Extracted records:
● ● ● ●
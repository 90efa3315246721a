//! Job controller: owns the per-job state machine and drives it between
//! suspension points.
//!
//! The controller is the only component that mutates a job's state field.
//! Everything else (pass loop, gates, merge coordinator) reports outcomes
//! as [`JobEvent`]s. Every transition is persisted before the next piece of
//! work starts, so a process restart resumes from the last committed state
//! instead of re-running completed work; suspension is expressed by
//! returning from [`Engine::drive`], never by blocking a thread.

use anyhow::{Context, Result, anyhow};
use tracing::{debug, info, warn};

use std::time::Duration;

use crate::core::job::{BlockCause, Job, JobState};
use crate::core::ledger::Ledger;
use crate::core::permission::{Fingerprint, PermissionStatus};
use crate::core::question::QuestionStatus;
use crate::core::transition::{JobEvent, next_state};
use crate::core::types::{MergeSignal, PassSignal, PermissionDecision};
use crate::io::board::{Board, StoryStatus};
use crate::io::clock::TimeSource;
use crate::io::config::ForemanConfig;
use crate::io::generator::ChangeGenerator;
use crate::io::git::{Git, repo_lock};
use crate::io::init::ForemanPaths;
use crate::io::memory::{MemoryCompressor, ProjectMemory};
use crate::io::outbox::{Note, Notifier, PullRequestRequest, ReviewHost};
use crate::io::retry::with_retries;
use crate::io::store::Store;
use crate::io::test_runner::TestRunner;
use crate::merge;
use crate::pass_loop::{self, GenerationOutcome, PassDeps};
use crate::permission_gate;
use crate::question_gate::{self, ResolveOutcome};
use crate::scheduler;

/// External collaborators, one seam per interface.
pub struct Collaborators<'a> {
    pub board: &'a dyn Board,
    pub generator: &'a dyn ChangeGenerator,
    pub tests: &'a dyn TestRunner,
    pub review: &'a dyn ReviewHost,
    pub notifier: &'a dyn Notifier,
    pub compressor: &'a dyn MemoryCompressor,
    pub clock: &'a dyn TimeSource,
}

/// The orchestrator engine for one target repository.
pub struct Engine<'a> {
    pub paths: &'a ForemanPaths,
    pub config: &'a ForemanConfig,
    pub store: Store,
    pub collab: Collaborators<'a>,
}

/// Result of one scheduler tick.
#[derive(Debug, Clone, PartialEq, Eq)]
pub enum TickOutcome {
    /// No story could be claimed.
    Nothing,
    /// A job was created and driven until it suspended or terminated.
    Drove { job_id: u64, state: JobState },
}

/// Result of delivering an answer.
#[derive(Debug, Clone, PartialEq, Eq)]
pub struct AnswerReport {
    pub outcome: ResolveOutcome,
    pub job_id: u64,
    pub job_state: JobState,
}
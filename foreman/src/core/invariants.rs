//! Ledger invariant checks for `foreman validate`.
//!
//! These mirror the guarantees the controller and gates maintain at runtime;
//! violations indicate a corrupted store or a bug, never normal operation.

use std::collections::HashSet;

use crate::core::job::JobState;
use crate::core::ledger::Ledger;
use crate::core::question::QuestionStatus;

/// Check all ledger invariants. Returns human-readable violations (empty =
/// valid).
pub fn validate_invariants(ledger: &Ledger, max_passes: u32) -> Vec<String> {
    let mut errors = Vec::new();

    let mut job_ids = HashSet::new();
    let mut active_stories = HashSet::new();
    for job in &ledger.jobs {
        if !job_ids.insert(job.id) {
            errors.push(format!("duplicate job id {}", job.id));
        }
        if !job.state.is_terminal() && !active_stories.insert(job.story_id) {
            errors.push(format!(
                "story {} has more than one non-terminal job",
                job.story_id
            ));
        }
        if job.passes_used > max_passes {
            errors.push(format!(
                "job {}: passes_used {} exceeds max_passes {}",
                job.id, job.passes_used, max_passes
            ));
        }
        if job.state == JobState::Blocked && job.block_cause.is_none() {
            errors.push(format!("job {}: blocked without a cause", job.id));
        }
        if job.state == JobState::AwaitingPermission {
            match &job.pending_fingerprint {
                None => errors.push(format!(
                    "job {}: awaiting permission without a pending fingerprint",
                    job.id
                )),
                Some(fingerprint) if ledger.permission(fingerprint).is_none() => {
                    errors.push(format!(
                        "job {}: pending fingerprint {} has no permission record",
                        job.id, fingerprint
                    ));
                }
                Some(_) => {}
            }
        }
    }

    let mut question_ids = HashSet::new();
    let mut pending_jobs = HashSet::new();
    for question in &ledger.questions {
        if !question_ids.insert(question.id) {
            errors.push(format!("duplicate question id {}", question.id));
        }
        if ledger.job(question.job_id).is_none() {
            errors.push(format!(
                "question {}: unknown job {}",
                question.id, question.job_id
            ));
        }
        if question.is_pending() && !pending_jobs.insert(question.job_id) {
            errors.push(format!(
                "job {} has more than one pending question",
                question.job_id
            ));
        }
        if question.status == QuestionStatus::Answered && question.answer.is_none() {
            errors.push(format!("question {}: answered without answer text", question.id));
        }
    }

    let mut fingerprints = HashSet::new();
    for record in &ledger.permissions {
        if !fingerprints.insert(record.fingerprint.as_str()) {
            errors.push(format!("duplicate permission record {}", record.fingerprint));
        }
    }

    errors
}

#[cfg(test)]
mod tests {
    use super::*;
    use crate::core::job::JobState;
    use crate::test_support::{job_in_state, pending_question};

    #[test]
    fn empty_ledger_is_valid() {
        assert!(validate_invariants(&Ledger::default(), 5).is_empty());
    }

    #[test]
    fn rejects_two_active_jobs_for_one_story() {
        let mut ledger = Ledger::default();
        ledger.jobs.push(job_in_state(1, 42, JobState::Generating));
        ledger.jobs.push(job_in_state(2, 42, JobState::AwaitingAnswer));

        let errors = validate_invariants(&ledger, 5);
        assert!(errors.iter().any(|e| e.contains("more than one non-terminal job")));
    }

    #[test]
    fn rejects_pass_count_above_ceiling() {
        let mut ledger = Ledger::default();
        let mut job = job_in_state(1, 42, JobState::Generating);
        job.passes_used = 6;
        ledger.jobs.push(job);

        let errors = validate_invariants(&ledger, 5);
        assert!(errors.iter().any(|e| e.contains("exceeds max_passes")));
    }

    #[test]
    fn rejects_two_pending_questions_for_one_job() {
        let mut ledger = Ledger::default();
        ledger.jobs.push(job_in_state(1, 42, JobState::AwaitingAnswer));
        ledger.questions.push(pending_question(1, 1, "first?"));
        ledger.questions.push(pending_question(2, 1, "second?"));

        let errors = validate_invariants(&ledger, 5);
        assert!(errors.iter().any(|e| e.contains("more than one pending question")));
    }

    #[test]
    fn rejects_blocked_job_without_cause() {
        let mut ledger = Ledger::default();
        ledger.jobs.push(job_in_state(1, 42, JobState::Blocked));

        let errors = validate_invariants(&ledger, 5);
        assert!(errors.iter().any(|e| e.contains("blocked without a cause")));
    }
}
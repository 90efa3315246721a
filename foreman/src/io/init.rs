//! Initialization helpers for `.foreman/` scaffolding.

use std::fs;
use std::path::{Path, PathBuf};

use anyhow::{Context, Result, anyhow};

use crate::core::ledger::Ledger;
use crate::io::board::FileBoard;
use crate::io::config::{ForemanConfig, write_config};
use crate::io::store::Store;

/// All canonical paths within `.foreman/` for a project root.
#[derive(Debug, Clone)]
pub struct ForemanPaths {
    pub root: PathBuf,
    pub foreman_dir: PathBuf,
    pub state_dir: PathBuf,
    pub passes_dir: PathBuf,
    pub gitignore_path: PathBuf,
    pub config_path: PathBuf,
    pub board_path: PathBuf,
    pub state_path: PathBuf,
    pub outbox_path: PathBuf,
    pub memory_path: PathBuf,
}

impl ForemanPaths {
    pub fn new(root: impl Into<PathBuf>) -> Self {
        let root = root.into();
        let foreman_dir = root.join(".foreman");
        let state_dir = foreman_dir.join("state");
        Self {
            root: root.clone(),
            foreman_dir: foreman_dir.clone(),
            state_dir: state_dir.clone(),
            passes_dir: foreman_dir.join("passes"),
            gitignore_path: foreman_dir.join(".gitignore"),
            config_path: foreman_dir.join("config.toml"),
            board_path: foreman_dir.join("board.json"),
            state_path: state_dir.join("state.json"),
            outbox_path: foreman_dir.join("outbox.jsonl"),
            memory_path: foreman_dir.join("memory.md"),
        }
    }

    /// Directory for one pass's artifacts (generator log, test log, proposal).
    pub fn pass_dir(&self, job_id: u64, pass: u32) -> PathBuf {
        self.passes_dir
            .join(format!("job-{job_id}"))
            .join(pass.to_string())
    }
}

/// Options for `init_foreman`.
#[derive(Debug, Clone)]
pub struct InitOptions {
    /// If true, overwrite existing orchestrator-owned files.
    pub force: bool,
}

/// Create `.foreman/` scaffolding in `root`.
///
/// Fails if `.foreman/` already exists unless `options.force` is set.
pub fn init_foreman(root: &Path, options: &InitOptions) -> Result<ForemanPaths> {
    let paths = ForemanPaths::new(root);
    if paths.foreman_dir.exists() && !options.force {
        return Err(anyhow!(
            "foreman init: .foreman already exists (use --force to overwrite)"
        ));
    }
    if paths.foreman_dir.exists() && !paths.foreman_dir.is_dir() {
        return Err(anyhow!("foreman init: .foreman exists but is not a directory"));
    }

    create_dir(&paths.foreman_dir)?;
    create_dir(&paths.state_dir)?;
    create_dir(&paths.passes_dir)?;

    // The whole directory is orchestrator-owned; nothing in it belongs in
    // the project's feature-branch commits.
    write_file(&paths.gitignore_path, "*\n")?;
    write_config(&paths.config_path, &ForemanConfig::default())?;
    FileBoard::write(&paths.board_path, &[])?;
    Store::new(&paths.state_path).save(&Ledger::default())?;
    write_file(&paths.memory_path, MEMORY_PLACEHOLDER)?;

    Ok(paths)
}

fn create_dir(path: &Path) -> Result<()> {
    fs::create_dir_all(path).with_context(|| format!("create directory {}", path.display()))
}

fn write_file(path: &Path, contents: &str) -> Result<()> {
    if let Some(parent) = path.parent() {
        create_dir(parent)?;
    }
    fs::write(path, contents).with_context(|| format!("write file {}", path.display()))
}

const MEMORY_PLACEHOLDER: &str = "# Project memory\n\n";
● ● ● ●
◆ **Directions for this task**:
Those lines above that contain the string "generator" should be returned.

◆ **Result of this exercise**:
use crate::io::generator::ChangeGenerator;
    pub generator: &'a dyn ChangeGenerator,
    /// Directory for one pass's artifacts (generator log, test log, proposal).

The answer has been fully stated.